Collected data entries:

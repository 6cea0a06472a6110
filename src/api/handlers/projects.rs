//! Project endpoints.
//!
//! A project belongs to exactly one workspace and carries its own member
//! list, snapshotted from the workspace roster in the transaction that
//! creates it. The snapshot is a deliberate denormalization: later
//! roster changes do not flow into existing projects until the operator
//! repair pass (`members::repair_all`) is run.

use axum::{
    extract::{Extension, Path},
    http::{HeaderMap, StatusCode},
    response::IntoResponse,
    Json,
};
use serde::{Deserialize, Serialize};
use sqlx::PgPool;
use std::sync::Arc;
use time::{format_description::well_known::Rfc3339, OffsetDateTime};
use utoipa::ToSchema;
use uuid::Uuid;

use super::auth::{session::require_auth, AuthState};
use super::tasks::{self, TaskResponse};
use super::workspaces::storage as workspace_storage;
use crate::api::error::{ApiError, ForbiddenReason};

pub(crate) mod members;
pub(crate) mod status;
pub(crate) mod storage;

use self::status::ProjectStatus;

#[derive(Debug, Deserialize, ToSchema)]
#[serde(rename_all = "camelCase")]
pub struct CreateProjectRequest {
    pub title: String,
    pub description: Option<String>,
    pub status: Option<ProjectStatus>,
    pub start_date: Option<String>,
    pub due_date: Option<String>,
    /// Comma-separated tag list, split server-side.
    pub tags: Option<String>,
}

/// Member seat with the account fields embedded, so clients never need
/// a second lookup to render a roster.
#[derive(Debug, Serialize, ToSchema)]
#[serde(rename_all = "camelCase")]
pub struct MemberResponse {
    pub user_id: String,
    pub name: String,
    pub email: String,
    pub role: String,
}

#[derive(Debug, Serialize, ToSchema)]
#[serde(rename_all = "camelCase")]
pub struct ProjectResponse {
    pub id: String,
    pub workspace_id: String,
    pub title: String,
    pub description: Option<String>,
    pub status: String,
    pub start_date: Option<String>,
    pub due_date: Option<String>,
    pub tags: Vec<String>,
    pub created_by: String,
    pub created_at: String,
    pub members: Vec<MemberResponse>,
}

#[derive(Debug, Serialize, ToSchema)]
pub struct ProjectTasksResponse {
    pub project: ProjectResponse,
    pub tasks: Vec<TaskResponse>,
}

#[utoipa::path(
    post,
    path = "/workspaces/{workspace_id}/projects",
    request_body = CreateProjectRequest,
    params(("workspace_id" = String, Path, description = "Workspace id")),
    responses(
        (status = 201, description = "Project created with the roster snapshot", body = ProjectResponse),
        (status = 400, description = "Invalid input", body = String),
        (status = 403, description = "Caller is not a workspace member"),
        (status = 404, description = "Workspace not found")
    ),
    tag = "projects"
)]
pub async fn create_project(
    Path(workspace_id): Path<Uuid>,
    headers: HeaderMap,
    pool: Extension<PgPool>,
    auth_state: Extension<Arc<AuthState>>,
    payload: Option<Json<CreateProjectRequest>>,
) -> Result<impl IntoResponse, ApiError> {
    let principal = require_auth(&headers, &pool, &auth_state).await?;

    let Some(Json(request)) = payload else {
        return Err(ApiError::Validation("Missing payload".to_string()));
    };

    let title = request.title.trim();
    if title.is_empty() {
        return Err(ApiError::Validation("Project title is required".to_string()));
    }

    if workspace_storage::fetch_workspace(&pool, workspace_id)
        .await?
        .is_none()
    {
        return Err(ApiError::NotFound("Workspace not found"));
    }

    if !workspace_storage::is_workspace_member(&pool, workspace_id, principal.account_id).await? {
        return Err(ApiError::Forbidden(ForbiddenReason::WorkspaceMembership));
    }

    let new_project = storage::NewProject {
        title,
        description: request
            .description
            .as_deref()
            .map(str::trim)
            .filter(|value| !value.is_empty()),
        status: request.status.unwrap_or(ProjectStatus::InProgress),
        start_date: parse_date(request.start_date.as_deref(), "start")?,
        due_date: parse_date(request.due_date.as_deref(), "due")?,
        tags: split_tags(request.tags.as_deref()),
    };

    // Project row and roster snapshot land in the same transaction, so
    // the members equal the workspace roster at this instant.
    let project = storage::insert_project_with_members(
        &pool,
        workspace_id,
        principal.account_id,
        &new_project,
    )
    .await?;
    let members = storage::fetch_project_members(&pool, project.id).await?;

    Ok((StatusCode::CREATED, Json(project.to_response(members))))
}

#[utoipa::path(
    get,
    path = "/projects/{project_id}",
    params(("project_id" = String, Path, description = "Project id")),
    responses(
        (status = 200, description = "Project detail with members populated", body = ProjectResponse),
        (status = 403, description = "Caller is not a project member"),
        (status = 404, description = "Project not found")
    ),
    tag = "projects"
)]
pub async fn get_project(
    Path(project_id): Path<Uuid>,
    headers: HeaderMap,
    pool: Extension<PgPool>,
    auth_state: Extension<Arc<AuthState>>,
) -> Result<impl IntoResponse, ApiError> {
    let principal = require_auth(&headers, &pool, &auth_state).await?;

    let project = storage::fetch_project(&pool, project_id)
        .await?
        .ok_or(ApiError::NotFound("Project not found"))?;

    let members = storage::fetch_project_members(&pool, project.id).await?;
    if !members
        .iter()
        .any(|member| member.account_id == principal.account_id)
    {
        return Err(ApiError::Forbidden(ForbiddenReason::ProjectMembership));
    }

    Ok(Json(project.to_response(members)))
}

#[utoipa::path(
    get,
    path = "/projects/{project_id}/tasks",
    params(("project_id" = String, Path, description = "Project id")),
    responses(
        (status = 200, description = "Project and its non-archived tasks, newest first", body = ProjectTasksResponse),
        (status = 403, description = "Caller is not a project member"),
        (status = 404, description = "Project not found")
    ),
    tag = "projects"
)]
pub async fn get_project_tasks(
    Path(project_id): Path<Uuid>,
    headers: HeaderMap,
    pool: Extension<PgPool>,
    auth_state: Extension<Arc<AuthState>>,
) -> Result<impl IntoResponse, ApiError> {
    let principal = require_auth(&headers, &pool, &auth_state).await?;

    let project = storage::fetch_project(&pool, project_id)
        .await?
        .ok_or(ApiError::NotFound("Project not found"))?;

    let members = storage::fetch_project_members(&pool, project.id).await?;
    if !members
        .iter()
        .any(|member| member.account_id == principal.account_id)
    {
        return Err(ApiError::Forbidden(ForbiddenReason::ProjectMembership));
    }

    let tasks = tasks::storage::fetch_tasks_for_project(&pool, project.id).await?;
    let response = ProjectTasksResponse {
        project: project.to_response(members),
        tasks: tasks.iter().map(tasks::storage::TaskRow::to_response).collect(),
    };

    Ok(Json(response))
}

fn parse_date(value: Option<&str>, field: &'static str) -> Result<Option<OffsetDateTime>, ApiError> {
    let Some(raw) = value.map(str::trim).filter(|raw| !raw.is_empty()) else {
        return Ok(None);
    };
    OffsetDateTime::parse(raw, &Rfc3339)
        .map(Some)
        .map_err(|_| ApiError::Validation(format!("Invalid {field} date")))
}

fn split_tags(tags: Option<&str>) -> Vec<String> {
    tags.map(|tags| {
        tags.split(',')
            .map(str::trim)
            .filter(|tag| !tag.is_empty())
            .map(str::to_string)
            .collect()
    })
    .unwrap_or_default()
}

About this exercise |
Write out each line above with the word "struct".

Exercise output |
pub struct CreateProjectRequest {
pub struct MemberResponse {
pub struct ProjectResponse {
pub struct ProjectTasksResponse {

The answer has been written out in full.